First, analyze the two given energy changes required to create \(\mathrm{Mg}^{2+}\) and \(\mathrm{O}^{2-}\) ions. For \(\mathrm{Mg}^{2+}\) 1. \(\mathrm{Mg}(g) \rightarrow \mathrm{Mg}^{+}(g) + \mathrm{e}^-\) , \(\Delta H = 735 kJ/mol\) 2. \(\mathrm{Mg}^{+}(g) \rightarrow \mathrm{Mg}^{2+}(g) + \mathrm{e}^-\) , \(\Delta H = 1445 kJ/mol\) For \(\mathrm{O}^{2-}\) 3. \(\mathrm{O}(g) + \mathrm{e}^- \rightarrow \mathrm{O}^{-}(g)\) , \(\Delta H = -141 kJ/mol\) 4. \(\mathrm{O}^{-}(g) + \mathrm{e}^- \rightarrow \mathrm{O}^{2-}(g)\) , \(\Delta H = 878 kJ/mol\)

Now, calculate the total energy changes required to create the \(\mathrm{Mg}^{2+} \mathrm{O}^{2-}\) ion pair from the gaseous elements: $$\Delta H_{\mathrm{Mg}^{2+} \mathrm{O}^{2-}} = \Delta H_1 + \Delta H_2 + \Delta H_3 + \Delta H_4 = 735 + 1445 - 141 + 878 = 2917 kJ/mol$$

Analyze the energy changes required to create \(\mathrm{Mg}^{+}\) and \(\mathrm{O}^{-}\) ions. For \(\mathrm{Mg}^{+}\) 1. \(\mathrm{Mg}(g) \rightarrow \mathrm{Mg}^{+}(g) + \mathrm{e}^-\) , \(\Delta H = 735 kJ/mol\) For \(\mathrm{O}^{-}\) 3. \(\mathrm{O}(g) + \mathrm{e}^- \rightarrow \mathrm{O}^{-}(g)\) , \(\Delta H = -141 kJ/mol\)

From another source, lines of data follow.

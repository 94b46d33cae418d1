//! First-run seeding
//!
//! Collections that have never been written are created: the default
//! course catalogue, a single admin account, and empty books, students,
//! transactions and logs. Collections that already exist are left alone,
//! even when empty.

use chrono::Utc;
use tracing::info;

use crate::error::LibraryResult;
use crate::models::{collections, Course, User};
use crate::repository::Repository;
use crate::storage::KeyValueStore;

use super::Library;

pub const DEFAULT_ADMIN_USERNAME: &str = "admin";
pub const DEFAULT_ADMIN_PASSWORD: &str = "admin123";

/// The course catalogue installed on first run
pub fn default_courses() -> Vec<Course> {
    vec![
        Course::new("BCA", "Bachelor of Computer Applications", 3, 120),
        Course::new("BBA", "Bachelor of Business Administration", 3, 120),
        Course::new(
            "BALLB",
            "Bachelor of Arts and Bachelor of Legislative Law",
            5,
            200,
        ),
        Course::new("MBA", "Master of Business Administration", 2, 60),
        Course::new(
            "BSc CSIT",
            "Bachelor of Science in Computer Science and Information Technology",
            4,
            160,
        ),
        Course::new("BDBM", "Bachelor of Digital Business Management", 3, 120),
    ]
}

fn default_admin() -> User {
    User {
        id: 1,
        username: DEFAULT_ADMIN_USERNAME.to_string(),
        password: DEFAULT_ADMIN_PASSWORD.to_string(),
        full_name: "System Administrator".to_string(),
        role: "admin".to_string(),
        email: "admin@rju.edu.np".to_string(),
        last_login: None,
        is_active: true,
        created_at: Some(Utc::now()),
    }
}

impl<S: KeyValueStore> Library<S> {
    /// Create any collection that does not exist yet
    ///
    /// Returns the names of the collections that were created.
    pub(crate) fn seed_defaults(&self) -> LibraryResult<Vec<&'static str>> {
        let mut seeded = Vec::new();

        for name in [
            collections::BOOKS,
            collections::STUDENTS,
            collections::TRANSACTIONS,
            collections::SYSTEM_LOGS,
        ] {
            if !self.store.contains(name)? {
                self.store.write(name, Vec::new())?;
                seeded.push(name);
            }
        }

        if !self.store.contains(collections::COURSES)? {
            Repository::<Course>::new(&self.store).replace_all(&default_courses())?;
            seeded.push(collections::COURSES);
        }

        if !self.store.contains(collections::USERS)? {
            Repository::<User>::new(&self.store).replace_all(&[default_admin()])?;
            seeded.push(collections::USERS);
        }

        if !seeded.is_empty() {
            info!("Seeded collections: {}", seeded.join(", "));
        }
        Ok(seeded)
    }
}
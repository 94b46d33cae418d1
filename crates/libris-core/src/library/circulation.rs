//! Checkout and checkin
//!
//! A transaction moves `checked-out -> returned` and never back. Each
//! transition touches two collections (the book's available count and the
//! transaction itself); both are staged into one [`WriteBatch`] and
//! committed together, so a failed write leaves neither half applied.

use tracing::{info, warn};

use crate::error::{LibraryError, LibraryResult, Violation};
use crate::models::{Book, Transaction, TransactionStatus};
use crate::repository::{matches_query, next_id, Record, RecordKey, Repository, Searchable};
use crate::session::Session;
use crate::storage::{KeyValueStore, WriteBatch};

use super::accounts::actions;
use super::{today, Library};

impl<S: KeyValueStore> Library<S> {
    /// Lend one copy of a book to a student
    ///
    /// Takes a snapshot of the book title and the student's name and course.
    pub fn checkout(
        &mut self,
        session: &Session,
        book_id: u64,
        student_id: &str,
    ) -> LibraryResult<Transaction> {
        let mut books = self.books_repo().get_all()?;
        let book = books
            .iter_mut()
            .find(|book| book.id == book_id)
            .ok_or_else(|| LibraryError::not_found(Book::ENTITY, book_id))?;
        let student = self.require_student(student_id)?;

        if book.available_copies == 0 {
            return Err(Violation::NoCopiesAvailable { book_id }.into());
        }
        book.available_copies -= 1;

        let mut transactions = self.transactions_repo().get_all()?;
        let transaction = Transaction {
            id: next_id(&transactions),
            book_id,
            book_title: book.title.clone(),
            student_id: student.id,
            student_name: student.full_name,
            student_course: student.course,
            checkout_date: today(),
            checkin_date: None,
            status: TransactionStatus::CheckedOut,
        };
        transactions.push(transaction.clone());

        let mut batch = WriteBatch::new();
        Repository::<Book>::stage(&mut batch, &books)?;
        Repository::<Transaction>::stage(&mut batch, &transactions)?;
        self.store.commit(batch)?;

        info!(
            "Checked out book {} to {} (transaction {})",
            book_id, transaction.student_id, transaction.id
        );
        self.audit(
            session,
            actions::BOOK_CHECKOUT,
            &format!(
                "Checked out: {} to {}",
                transaction.book_title, transaction.student_name
            ),
        );
        Ok(transaction)
    }

    /// Return the copy lent by an open transaction
    ///
    /// The book's available count goes back up by one, capped at its total.
    /// If the book has been deleted since checkout only the transaction is
    /// closed.
    pub fn checkin(&mut self, session: &Session, transaction_id: u64) -> LibraryResult<Transaction> {
        let mut transactions = self.transactions_repo().get_all()?;
        let transaction = transactions
            .iter_mut()
            .find(|t| t.id == transaction_id)
            .ok_or_else(|| LibraryError::not_found(Transaction::ENTITY, transaction_id))?;

        if !transaction.is_open() {
            return Err(Violation::AlreadyReturned { transaction_id }.into());
        }
        transaction.status = TransactionStatus::Returned;
        transaction.checkin_date = Some(today());
        let transaction = transaction.clone();

        let mut batch = WriteBatch::new();
        Repository::<Transaction>::stage(&mut batch, &transactions)?;

        let mut books = self.books_repo().get_all()?;
        match books.iter_mut().find(|book| book.id == transaction.book_id) {
            Some(book) => {
                book.available_copies =
                    book.available_copies.saturating_add(1).min(book.total_copies);
                Repository::<Book>::stage(&mut batch, &books)?;
            }
            None => warn!(
                "Book {} no longer exists; closing transaction {} without restoring a copy",
                transaction.book_id, transaction_id
            ),
        }

        self.store.commit(batch)?;

        info!("Checked in transaction {}", transaction_id);
        self.audit(
            session,
            actions::BOOK_CHECKIN,
            &format!(
                "Checked in: {} from {}",
                transaction.book_title, transaction.student_name
            ),
        );
        Ok(transaction)
    }

    pub fn transaction(&self, id: u64) -> LibraryResult<Option<Transaction>> {
        Ok(self.transactions_repo().get(&RecordKey::Id(id))?)
    }

    /// Every transaction, oldest first
    pub fn transactions(&self) -> LibraryResult<Vec<Transaction>> {
        Ok(self.transactions_repo().get_all()?)
    }

    /// Transactions whose copy is still out
    pub fn open_transactions(&self) -> LibraryResult<Vec<Transaction>> {
        Ok(self.transactions_repo().filter(Transaction::is_open)?)
    }

    /// Search the full history by book title, student name or student id
    ///
    /// `course` narrows the result to students of that course.
    pub fn search_records(&self, query: &str, course: Option<&str>) -> LibraryResult<Vec<Transaction>> {
        Ok(self.transactions_repo().filter(|t| {
            course.map_or(true, |code| t.student_course == code)
                && matches_query(&t.search_fields(), query)
        })?)
    }

    /// Search open transactions by book title, student name or student id
    pub fn search_open(&self, query: &str) -> LibraryResult<Vec<Transaction>> {
        Ok(self
            .transactions_repo()
            .filter(|t| t.is_open() && matches_query(&t.search_fields(), query))?)
    }
}

#[cfg(test)]
mod tests {
    use super::*;
    use crate::library::test_support::{admin, library, new_book};
    use crate::models::NewStudent;
    use crate::storage::MemoryStore;

    fn enrol(library: &mut Library<MemoryStore>, session: &Session, name: &str, course: &str) -> String {
        library
            .add_student(
                session,
                NewStudent {
                    full_name: name.to_string(),
                    contact_no: "9800000000".to_string(),
                    course: course.to_string(),
                    enrolled_year: 2024,
                },
            )
            .unwrap()
    }

    #[test]
    fn test_checkout_until_exhausted_then_checkin() {
        let mut library = library();
        let session = admin(&mut library);
        let book = library.add_book(&session, new_book("Data Structures", "BCA", 2)).unwrap();
        let sita = enrol(&mut library, &session, "Sita", "BCA");
        let ram = enrol(&mut library, &session, "Ram", "BCA");

        let first = library.checkout(&session, book, &sita).unwrap();
        assert_eq!(library.require_book(book).unwrap().available_copies, 1);

        library.checkout(&session, book, &ram).unwrap();
        assert_eq!(library.require_book(book).unwrap().available_copies, 0);

        let err = library.checkout(&session, book, &sita).unwrap_err();
        assert_eq!(err.violation(), Some(&Violation::NoCopiesAvailable { book_id: book }));
        assert_eq!(library.transactions().unwrap().len(), 2);

        let returned = library.checkin(&session, first.id).unwrap();
        assert_eq!(returned.status, TransactionStatus::Returned);
        assert_eq!(returned.checkin_date, Some(today()));
        assert_eq!(library.require_book(book).unwrap().available_copies, 1);
        assert_eq!(library.transaction(first.id).unwrap().unwrap(), returned);
    }

    #[test]
    fn test_checkout_snapshots_book_and_student() {
        let mut library = library();
        let session = admin(&mut library);
        let book = library.add_book(&session, new_book("Original Title", "BCA", 1)).unwrap();
        let student = enrol(&mut library, &session, "Sita Sharma", "BCA");

        let txn = library.checkout(&session, book, &student).unwrap();
        assert_eq!(txn.id, 1);
        assert_eq!(txn.book_title, "Original Title");
        assert_eq!(txn.student_name, "Sita Sharma");
        assert_eq!(txn.student_course, "BCA");
        assert_eq!(txn.checkout_date, today());
        assert!(txn.checkin_date.is_none());
        assert!(txn.is_open());

        library
            .update_book(
                &session,
                book,
                crate::models::BookPatch {
                    title: Some("Renamed".to_string()),
                    ..Default::default()
                },
            )
            .unwrap();
        assert_eq!(library.transaction(txn.id).unwrap().unwrap().book_title, "Original Title");

        let last = library.logs().unwrap().pop().unwrap();
        assert_eq!(last.action, actions::BOOK_UPDATED);
    }

    #[test]
    fn test_checkout_unknown_ids() {
        let mut library = library();
        let session = admin(&mut library);
        let book = library.add_book(&session, new_book("Optics", "BCA", 1)).unwrap();
        let student = enrol(&mut library, &session, "Sita", "BCA");

        assert!(library.checkout(&session, 99, &student).unwrap_err().is_not_found());
        assert!(library.checkout(&session, book, "BCA1999001").unwrap_err().is_not_found());

        assert!(library.transactions().unwrap().is_empty());
        assert_eq!(library.require_book(book).unwrap().available_copies, 1);
    }

    #[test]
    fn test_checkin_twice_is_refused() {
        let mut library = library();
        let session = admin(&mut library);
        let book = library.add_book(&session, new_book("Algebra", "BBA", 1)).unwrap();
        let student = enrol(&mut library, &session, "Ram", "BBA");
        let txn = library.checkout(&session, book, &student).unwrap();

        library.checkin(&session, txn.id).unwrap();
        let err = library.checkin(&session, txn.id).unwrap_err();
        assert_eq!(
            err.violation(),
            Some(&Violation::AlreadyReturned { transaction_id: txn.id })
        );
        assert_eq!(library.require_book(book).unwrap().available_copies, 1);

        assert!(library.checkin(&session, 42).unwrap_err().is_not_found());
    }

    #[test]
    fn test_checkin_never_exceeds_total() {
        let mut library = library();
        let session = admin(&mut library);
        let book = library.add_book(&session, new_book("Ethics", "BBA", 2)).unwrap();
        let student = enrol(&mut library, &session, "Ram", "BBA");
        let a = library.checkout(&session, book, &student).unwrap();
        let b = library.checkout(&session, book, &student).unwrap();

        // Copies removed while both are out
        library.decrease_copies(&session, book).unwrap();
        let after_decrease = library.require_book(book).unwrap();
        assert_eq!(after_decrease.total_copies, 1);
        assert_eq!(after_decrease.available_copies, 0);

        library.checkin(&session, a.id).unwrap();
        library.checkin(&session, b.id).unwrap();

        let book = library.require_book(book).unwrap();
        assert_eq!(book.total_copies, 1);
        assert_eq!(book.available_copies, 1);
    }

    #[test]
    fn test_checkin_after_book_was_deleted() {
        let mut library = library();
        let session = admin(&mut library);
        let book = library.add_book(&session, new_book("Lost", "BCA", 1)).unwrap();
        let student = enrol(&mut library, &session, "Sita", "BCA");
        let txn = library.checkout(&session, book, &student).unwrap();

        // Remove the book record directly; the service refuses while it is on loan
        library.books_repo().delete(&RecordKey::Id(book)).unwrap();

        let returned = library.checkin(&session, txn.id).unwrap();
        assert_eq!(returned.status, TransactionStatus::Returned);
        assert!(library.books().unwrap().is_empty());
    }

    #[test]
    fn test_book_on_loan_cannot_be_deleted() {
        let mut library = library();
        let session = admin(&mut library);
        let book = library.add_book(&session, new_book("Loaned", "BCA", 3)).unwrap();
        let student = enrol(&mut library, &session, "Sita", "BCA");
        let txn = library.checkout(&session, book, &student).unwrap();

        let books_before = library.books().unwrap();
        let err = library.delete_book(&session, book).unwrap_err();
        assert_eq!(err.violation(), Some(&Violation::BookOnLoan { book_id: book, open: 1 }));
        assert_eq!(library.books().unwrap(), books_before);

        library.checkin(&session, txn.id).unwrap();
        library.delete_book(&session, book).unwrap();
    }

    #[test]
    fn test_open_transactions_and_search() {
        let mut library = library();
        let session = admin(&mut library);
        let physics = library.add_book(&session, new_book("Physics", "BCA", 2)).unwrap();
        let finance = library.add_book(&session, new_book("Finance", "BBA", 2)).unwrap();
        let sita = enrol(&mut library, &session, "Sita Sharma", "BCA");
        let ram = enrol(&mut library, &session, "Ram Thapa", "BBA");

        let t1 = library.checkout(&session, physics, &sita).unwrap();
        library.checkout(&session, finance, &ram).unwrap();
        library.checkout(&session, physics, &ram).unwrap();
        library.checkin(&session, t1.id).unwrap();

        assert_eq!(library.transactions().unwrap().len(), 3);
        assert_eq!(library.open_transactions().unwrap().len(), 2);

        assert_eq!(library.search_records("physics", None).unwrap().len(), 2);
        assert_eq!(library.search_records("physics", Some("BBA")).unwrap().len(), 1);
        assert_eq!(library.search_records("", Some("BCA")).unwrap().len(), 1);
        assert_eq!(library.search_records(&sita, None).unwrap().len(), 1);

        assert_eq!(library.search_open("sharma").unwrap().len(), 0);
        assert_eq!(library.search_open("thapa").unwrap().len(), 2);
        assert_eq!(library.search_open("").unwrap().len(), 2);
    }

    #[test]
    fn test_checkout_and_checkin_are_audited() {
        let mut library = library();
        let session = admin(&mut library);
        let book = library.add_book(&session, new_book("Biology", "BCA", 1)).unwrap();
        let student = enrol(&mut library, &session, "Sita", "BCA");
        let txn = library.checkout(&session, book, &student).unwrap();
        library.checkin(&session, txn.id).unwrap();

        let logs = library.logs().unwrap();
        let recent: Vec<_> = logs.iter().rev().take(2).map(|l| l.action.as_str()).collect();
        assert_eq!(recent, vec![actions::BOOK_CHECKIN, actions::BOOK_CHECKOUT]);
        let details: Vec<_> = logs.iter().rev().take(2).map(|l| l.details.as_str()).collect();
        assert_eq!(details, vec!["Checked in: Biology from Sita", "Checked out: Biology to Sita"]);
        assert!(logs.iter().all(|l| l.user == "admin"));
    }
}
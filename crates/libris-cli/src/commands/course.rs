//! Course command handlers

use anyhow::{Context, Result};

use libris_core::{Course, CoursePatch, KeyValueStore, Library, LibraryError, Session};

use crate::output::Output;
use crate::prompt::confirm;

pub fn add<S: KeyValueStore>(
    library: &mut Library<S>,
    session: &Session,
    course: Course,
    output: &Output,
) -> Result<()> {
    library
        .add_course(session, course.clone())
        .context("Failed to add course")?;

    output.success(&format!("Added course: {}", course.code));
    output.print_course(&course);
    Ok(())
}

pub fn list<S: KeyValueStore>(library: &Library<S>, output: &Output) -> Result<()> {
    output.print_courses(&library.courses()?);
    Ok(())
}

pub fn show<S: KeyValueStore>(library: &Library<S>, code: String, output: &Output) -> Result<()> {
    let course = library
        .course(&code)?
        .ok_or_else(|| LibraryError::not_found("Course", &code))?;
    output.print_course(&course);
    Ok(())
}

/// Change a course's name, and optionally its duration or credits
pub fn rename<S: KeyValueStore>(
    library: &mut Library<S>,
    session: &Session,
    code: String,
    patch: CoursePatch,
    output: &Output,
) -> Result<()> {
    let updated = library
        .update_course(session, &code, patch)
        .context("Failed to update course")?;
    if !updated {
        return Err(LibraryError::not_found("Course", &code).into());
    }

    output.success("Course updated");
    if let Some(course) = library.course(&code)? {
        output.print_course(&course);
    }
    Ok(())
}

pub fn delete<S: KeyValueStore>(
    library: &mut Library<S>,
    session: &Session,
    code: String,
    output: &Output,
) -> Result<()> {
    let course = library
        .course(&code)?
        .ok_or_else(|| LibraryError::not_found("Course", &code))?;

    if output.should_prompt() {
        println!("Delete course: {} - {}", course.code, course.name);
        if !confirm("Are you sure?")? {
            println!("Cancelled.");
            return Ok(());
        }
    }

    library.delete_course(session, &code)?;

    output.success(&format!("Deleted course: {}", code));
    Ok(())
}
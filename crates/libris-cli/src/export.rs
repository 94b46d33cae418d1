//! CSV export of transaction records

use chrono::NaiveDate;

use libris_core::Transaction;

const HEADERS: [&str; 8] = [
    "Transaction ID",
    "Book Title",
    "Student Name",
    "Student ID",
    "Course",
    "Check Out Date",
    "Check In Date",
    "Status",
];

/// Default file name for an export made on `date`
pub fn default_file_name(date: NaiveDate) -> String {
    format!("library_records_{}.csv", date.format("%Y-%m-%d"))
}

/// Render transactions as CSV, one row per record, with a header row
pub fn records_csv(transactions: &[Transaction]) -> String {
    let mut csv = HEADERS.join(",");
    csv.push('\n');

    for t in transactions {
        let checkin = t
            .checkin_date
            .map(|d| d.to_string())
            .unwrap_or_else(|| "N/A".to_string());
        let row = [
            t.id.to_string(),
            t.book_title.clone(),
            t.student_name.clone(),
            t.student_id.clone(),
            t.student_course.clone(),
            t.checkout_date.to_string(),
            checkin,
            t.status.label().to_string(),
        ];

        let fields: Vec<String> = row.iter().map(|field| escape(field)).collect();
        csv.push_str(&fields.join(","));
        csv.push('\n');
    }

    csv
}

/// Quote a field containing a comma, quote or line break
fn escape(field: &str) -> String {
    if field.contains([',', '"', '\n', '\r']) {
        format!("\"{}\"", field.replace('"', "\"\""))
    } else {
        field.to_string()
    }
}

Now, calculate the total energy changes required to create the \(\mathrm{Mg}^{+} \mathrm{O}^{-}\) ion pair from the gaseous elements: $$\Delta H_{\mathrm{Mg}^{+} \mathrm{O}^{-}} = \Delta H_1 + \Delta H_3 = 735 - 141 = 594 kJ/mol$$

Magnesium oxide in the form of \(\mathrm{Mg}^{2+} \mathrm{O}^{2-}\) has a total energy change of \(2917 kJ/mol\), while the formation of \(\mathrm{Mg}^{+} \mathrm{O}^{-}\) has a total energy change of \(594 kJ/mol\). Since both cases involve positive energy changes, neither species is energetically preferred over the constituent atoms. However, as ΔH(Mg2+O2-) > ΔH(Mg+O-), the formation of the latter species requires less energy and is somewhat more energetically favored compared to the former. Keep in mind that these results are based solely on the given energy changes and do not account for any other factors that may influence the overall stability of these species in real systems. In conclusion, although \(\mathrm{Mg}^{2+} \mathrm{O}^{2-}\) is not energetically preferred over the constituent atoms, its formation is more energetically favorable compared to \(\mathrm{Mg}^{+} \mathrm{O}^{-}\). Therefore, magnesium oxide exists as \(\mathrm{Mg}^{2+} \mathrm{O}^{2-}\) rather than \(\mathrm{Mg}^{+} \mathrm{O}^{-}\) based on the given energy changes.